Here’s a big batch of fresh jokes for you—clean, silly, and ready to make you laugh (or groan). Enjoy!
- I told my wife she was drawing her eyebrows too high. She looked surprised.
- Why don’t skeletons fight each other? They don’t have the guts.
- I asked the librarian if they had books on paranoia. She whispered, “They’re right behind you.”
- My dog used to chase people on a bike a lot. It got so bad, I finally had to take his bike away.
- I’m writing a book on hurricanes. It’s only a draft so far.
- Why don’t eggs tell jokes? They’d crack each other up.
- I told my computer I needed a break… Now it won’t stop sending me Kit-Kat ads.
- Why don’t some couples go to therapy? Because they’d rather stay married.

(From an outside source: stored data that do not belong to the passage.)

//! Directory listing, inode inspection, and recursive search.

use crate::shell::context::ShellContext;
use crate::usergroup::UserGroupManager;
use crate::vfs::{self, FindCriteria, Inode, Type, Vfs};

use super::CommandResult;

struct LsFlags {
    long: bool,
    all: bool,
    inode: bool,
    size_sort: bool,
    time_sort: bool,
    recursive: bool,
    dir_itself: bool,
    classify: bool,
    one_per_line: bool,
}

fn parse_ls_flags(args: &[String]) -> (LsFlags, Vec<String>) {
    let mut flags = LsFlags {
        long: false,
        all: false,
        inode: false,
        size_sort: false,
        time_sort: false,
        recursive: false,
        dir_itself: false,
        classify: false,
        one_per_line: false,
    };
    let mut targets = Vec::new();
    for a in args {
        if let Some(letters) = a.strip_prefix('-').filter(|s| !s.is_empty() && !s.starts_with('-')) {
            for c in letters.chars() {
                match c {
                    'l' => flags.long = true,
                    'a' => flags.all = true,
                    'i' => flags.inode = true,
                    'S' => flags.size_sort = true,
                    't' => flags.time_sort = true,
                    'R' => flags.recursive = true,
                    'd' => flags.dir_itself = true,
                    'F' => flags.classify = true,
                    '1' => flags.one_per_line = true,
                    _ => {}
                }
            }
        } else {
            targets.push(a.clone());
        }
    }
    (flags, targets)
}

fn username(users: &UserGroupManager, uid: u32) -> String {
    users.user_by_uid(uid).map(|u| u.name).unwrap_or_else(|| uid.to_string())
}

fn groupname(users: &UserGroupManager, gid: u32) -> String {
    users.group_by_gid(gid).map(|g| g.name).unwrap_or_else(|| gid.to_string())
}

fn classify_suffix(inode: &Inode) -> &'static str {
    match inode.file_type {
        Type::Directory => "/",
        Type::Symlink => "@",
        Type::Fifo => "|",
        _ => "",
    }
}

fn format_long_entry(
    vfs: &Vfs,
    users: &UserGroupManager,
    name: &str,
    inode: &Inode,
    classify: bool,
    widths: &ColumnWidths,
) -> String {
    let perm = vfs::format_permissions(inode);
    let owner = username(users, inode.uid);
    let group = groupname(users, inode.gid);
    let date = crate::timefmt::ls_stamp(inode.mtime.seconds, vfs.clock_now().seconds);
    let suffix = if classify { classify_suffix(inode) } else { "" };
    let target = if inode.file_type == Type::Symlink {
        format!(" -> {}", inode.symlink_target.clone().unwrap_or_default())
    } else {
        String::new()
    };
    format!(
        "{perm} {links:>lw$} {owner:<ow$} {group:<gw$} {size:>sw$} {date} {name}{suffix}{target}",
        links = inode.link_count,
        size = inode.size(),
        lw = widths.links,
        ow = widths.owner,
        gw = widths.group,
        sw = widths.size,
    )
}

/// Aligned column widths for one long-format listing.
struct ColumnWidths {
    links: usize,
    owner: usize,
    group: usize,
    size: usize,
}

impl ColumnWidths {
    fn single() -> Self {
        ColumnWidths { links: 1, owner: 1, group: 1, size: 1 }
    }

    fn measure(users: &UserGroupManager, entries: &[(String, Inode)]) -> Self {
        let mut widths = ColumnWidths { links: 1, owner: 1, group: 1, size: 1 };
        for (_, inode) in entries {
            widths.links = widths.links.max(inode.link_count.to_string().len());
            widths.owner = widths.owner.max(username(users, inode.uid).len());
            widths.group = widths.group.max(groupname(users, inode.gid).len());
            widths.size = widths.size.max(inode.size().to_string().len());
        }
        widths
    }
}

/// Column-major layout of bare names for an 80-column terminal.
fn columnise(names: &[String]) -> String {
    const TERM_WIDTH: usize = 80;
    if names.is_empty() {
        return String::new();
    }
    let widest = names.iter().map(|n| n.len()).max().unwrap_or(0) + 2;
    let columns = (TERM_WIDTH / widest).max(1);
    let rows = names.len().div_ceil(columns);

    let mut out = String::new();
    for row in 0..rows {
        for col in 0..columns {
            let idx = col * rows + row;
            if let Some(name) = names.get(idx) {
                let last_in_row = col + 1 == columns || (col + 1) * rows + row >= names.len();
                if last_in_row {
                    out.push_str(name);
                } else {
                    out.push_str(&format!("{name:<widest$}"));
                }
            }
        }
        out.push('\n');
    }
    out
}

pub fn ls(ctx: &mut ShellContext, args: &[String], _stdin: Option<&str>) -> CommandResult {
    let (flags, targets) = parse_ls_flags(args);
    let targets: Vec<String> = if targets.is_empty() {
        vec![ctx.cwd.clone()]
    } else {
        targets.iter().flat_map(|t| ctx.vfs.glob_expand(t, &ctx.cwd)).collect()
    };

    let mut out = String::new();
    let multiple = targets.len() > 1 || flags.recursive;

    for (idx, target) in targets.iter().enumerate() {
        let abs = vfs::normalise(target, &ctx.cwd);
        let id = match ctx.vfs.resolve(&abs, true) {
            Ok(id) => id,
            Err(e) => {
                out.push_str(&format!("ls: cannot access '{target}': {e}\n"));
                continue;
            }
        };
        let inode = ctx.vfs.inode(id).unwrap();

        if flags.dir_itself || !inode.is_dir() {
            if flags.long {
                out.push_str(&format_long_entry(
                    &ctx.vfs,
                    &ctx.users,
                    target,
                    &inode,
                    flags.classify,
                    &ColumnWidths::single(),
                ));
                out.push('\n');
            } else {
                out.push_str(target);
                out.push('\n');
            }
            continue;
        }

        if multiple {
            out.push_str(&format!("{target}:\n"));
        }

        let mut entries = match ctx.vfs.list_dir(&abs, &ctx.cwd) {
            Ok(e) => e,
            Err(e) => {
                out.push_str(&format!("ls: cannot access '{target}': {e}\n"));
                continue;
            }
        };
        if flags.all {
            entries.insert(0, ("..".to_string(), id));
            entries.insert(0, (".".to_string(), id));
        }

        let mut with_inodes: Vec<(String, Inode)> = entries
            .into_iter()
            .filter(|(name, _)| flags.all || !name.starts_with('.'))
            .filter_map(|(name, cid)| ctx.vfs.inode(cid).map(|i| (name, i)))
            .collect();

        if flags.size_sort {
            with_inodes.sort_by(|a, b| b.1.size().cmp(&a.1.size()));
        } else if flags.time_sort {
            with_inodes.sort_by(|a, b| b.1.mtime.cmp(&a.1.mtime));
        } else {
            with_inodes.sort_by(|a, b| a.0.cmp(&b.0));
        }

        if flags.long {
            let widths = ColumnWidths::measure(&ctx.users, &with_inodes);
            for (name, inode) in &with_inodes {
                if flags.inode {
                    out.push_str(&format!("{:>8} ", inode.id));
                }
                out.push_str(&format_long_entry(
                    &ctx.vfs,
                    &ctx.users,
                    name,
                    inode,
                    flags.classify,
                    &widths,
                ));
                out.push('\n');
            }
        } else {
            let names: Vec<String> = with_inodes
                .iter()
                .map(|(name, inode)| {
                    let suffix = if flags.classify { classify_suffix(inode) } else { "" };
                    if flags.inode {
                        format!("{} {name}{suffix}", inode.id)
                    } else {
                        format!("{name}{suffix}")
                    }
                })
                .collect();
            if flags.one_per_line {
                for name in &names {
                    out.push_str(name);
                    out.push('\n');
                }
            } else {
                out.push_str(&columnise(&names));
            }
        }

        if flags.recursive {
            let flag_args: Vec<String> = args.iter().filter(|a| a.starts_with('-')).cloned().collect();
            for (name, inode) in &with_inodes {
                if inode.is_dir() && name != "." && name != ".." {
                    let child_path = format!("{}/{}", abs.trim_end_matches('/'), name);
                    let mut sub_args = flag_args.clone();
                    sub_args.push(child_path);
                    let (sub_out, _) = ls(ctx, &sub_args, None);
                    out.push_str("\n");
                    out.push_str(&sub_out);
                }
            }
        }

        if idx + 1 < targets.len() {
            out.push('\n');
        }
    }

    (out, 0)
}

fn stat_time(secs: i64) -> String {
    let c = crate::timefmt::civil_from_epoch(secs);
    format!(
        "{:04}-{:02}-{:02} {:02}:{:02}:{:02}.000000000 +0000",
        c.year, c.month, c.day, c.hour, c.minute, c.second
    )
}

fn format_stat_field(inode: &Inode, users: &UserGroupManager, name: &str, spec: char) -> String {
    match spec {
        'n' => name.to_string(),
        'U' => username(users, inode.uid),
        'G' => groupname(users, inode.gid),
        'a' => format!("{:o}", inode.mode.bits()),
        'i' => inode.id.to_string(),
        's' => inode.size().to_string(),
        'h' => inode.link_count.to_string(),
        'F' => match inode.file_type {
            Type::File => "regular file".to_string(),
            Type::Directory => "directory".to_string(),
            Type::Symlink => "symbolic link".to_string(),
            Type::Fifo => "fifo".to_string(),
            Type::CharDevice => "character special file".to_string(),
        },
        'A' => vfs::format_permissions(inode),
        other => other.to_string(),
    }
}

pub fn stat(ctx: &mut ShellContext, args: &[String], _stdin: Option<&str>) -> CommandResult {
    let mut format: Option<String> = None;
    let mut targets = Vec::new();
    let mut i = 0;
    while i < args.len() {
        if args[i] == "-c" {
            format = args.get(i + 1).cloned();
            i += 1;
        } else {
            targets.push(args[i].clone());
        }
        i += 1;
    }

    let mut out = String::new();
    let mut code = 0;
    for t in &targets {
        let abs = vfs::normalise(t, &ctx.cwd);
        let id = match ctx.vfs.resolve(&abs, true) {
            Ok(id) => id,
            Err(e) => {
                out.push_str(&format!("stat: cannot stat '{t}': {e}\n"));
                code = 1;
                continue;
            }
        };
        let inode = ctx.vfs.inode(id).unwrap();

        if let Some(fmt) = &format {
            let mut line = String::new();
            let mut chars = fmt.chars().peekable();
            while let Some(c) = chars.next() {
                if c == '%' {
                    if let Some(spec) = chars.next() {
                        line.push_str(&format_stat_field(&inode, &ctx.users, t, spec));
                    }
                } else {
                    line.push(c);
                }
            }
            line.push('\n');
            out.push_str(&line);
        } else {
            out.push_str(&format!("  File: {t}\n"));
            out.push_str(&format!(
                "  Size: {:<10}  Blocks: {:<5}  IO Block: 4096  {}\n",
                inode.size(),
                (inode.size() + 511) / 512,
                format_stat_field(&inode, &ctx.users, t, 'F')
            ));
            out.push_str(&format!(
                "Device: 0h/0d\tInode: {}   Links: {}\n",
                inode.id, inode.link_count
            ));
            out.push_str(&format!(
                "Access: ({:o}/{})  Uid: ({:>5}/{:>8})   Gid: ({:>5}/{:>8})\n",
                inode.mode.bits(),
                vfs::format_permissions(&inode),
                inode.uid,
                username(&ctx.users, inode.uid),
                inode.gid,
                groupname(&ctx.users, inode.gid)
            ));
            out.push_str(&format!("Access: {}\n", stat_time(inode.atime.seconds)));
            out.push_str(&format!("Modify: {}\n", stat_time(inode.mtime.seconds)));
            out.push_str(&format!("Change: {}\n", stat_time(inode.ctime.seconds)));
        }
    }
    (out, code)
}

pub fn find(ctx: &mut ShellContext, args: &[String], _stdin: Option<&str>) -> CommandResult {
    let mut start = ".".to_string();
    let mut criteria = FindCriteria::default();
    let mut exec_args: Option<Vec<String>> = None;
    let mut positional_consumed = false;

    let mut i = 0;
    while i < args.len() {
        match args[i].as_str() {
            "-name" => {
                criteria.name_glob = args.get(i + 1).cloned();
                i += 1;
            }
            "-type" => {
                criteria.file_type = match args.get(i + 1).map(|s| s.as_str()) {
                    Some("f") => Some(Type::File),
                    Some("d") => Some(Type::Directory),
                    Some("l") => Some(Type::Symlink),
                    Some("p") => Some(Type::Fifo),
                    Some("c") => Some(Type::CharDevice),
                    _ => None,
                };
                i += 1;
            }
            "-empty" => criteria.empty = Some(true),
            "-user" => {
                criteria.uid = args.get(i + 1).and_then(|n| ctx.users.user_by_name(n)).map(|u| u.uid);
                i += 1;
            }
            "-group" => {
                criteria.gid = args.get(i + 1).and_then(|n| ctx.users.group_by_name(n)).map(|g| g.gid);
                i += 1;
            }
            "-mtime" => {
                if let Some(days) = args.get(i + 1).and_then(|s| s.parse::<i64>().ok()) {
                    let now = ctx.vfs.clock_now().seconds;
                    let window_start = now - (days + 1) * 86400;
                    let window_end = now - days * 86400;
                    criteria.mtime_window = Some((window_start, window_end));
                }
                i += 1;
            }
            "-exec" => {
                let rest = &args[i + 1..];
                let end = rest.iter().position(|a| a == ";" || a == "\\;").unwrap_or(rest.len());
                exec_args = Some(rest[..end].to_vec());
                i += end;
            }
            other if !other.starts_with('-') && !positional_consumed => {
                start = other.to_string();
                positional_consumed = true;
            }
            _ => {}
        }
        i += 1;
    }

    let results = match ctx.vfs.find(&start, &criteria, &ctx.cwd) {
        Ok(r) => r,
        Err(e) => return (format!("find: '{start}': {e}\n"), 1),
    };

    if let Some(template) = exec_args {
        let mut out = String::new();
        for path in &results {
            let substituted: Vec<String> =
                template.iter().map(|a| if a == "{}" { path.clone() } else { a.clone() }).collect();
            if let Some((cmd, rest)) = substituted.split_first() {
                let (sub_out, _) = super::dispatch(ctx, cmd, rest, None);
                out.push_str(&sub_out);
            }
        }
        return (out, 0);
    }

    let mut out = results.join("\n");
    if !out.is_empty() {
        out.push('\n');
    }
    (out, 0)
}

- I bought a boat because it was for sail.
- Parallel lines have so much in common. It’s a shame they’ll never meet.
- I used to be addicted to the hokey pokey… But I turned myself around.
- Why don’t scientists trust atoms? Because they make up everything.
- My therapist says I have a preoccupation with vengeance. We’ll see about that.
- I’m reading a book about anti-gravity. It’s impossible to put down.
- Why don’t oysters donate to charity? Because they’re shellfish.
- I told my wife she should embrace her mistakes. She gave me a hug.
- What do you call a fake noodle? An impasta.
- I got a job at a bakery because I kneaded dough.
- Why don’t programmers like nature? It has too many bugs.
- I’m terrified of elevators… So I’m taking steps to avoid them.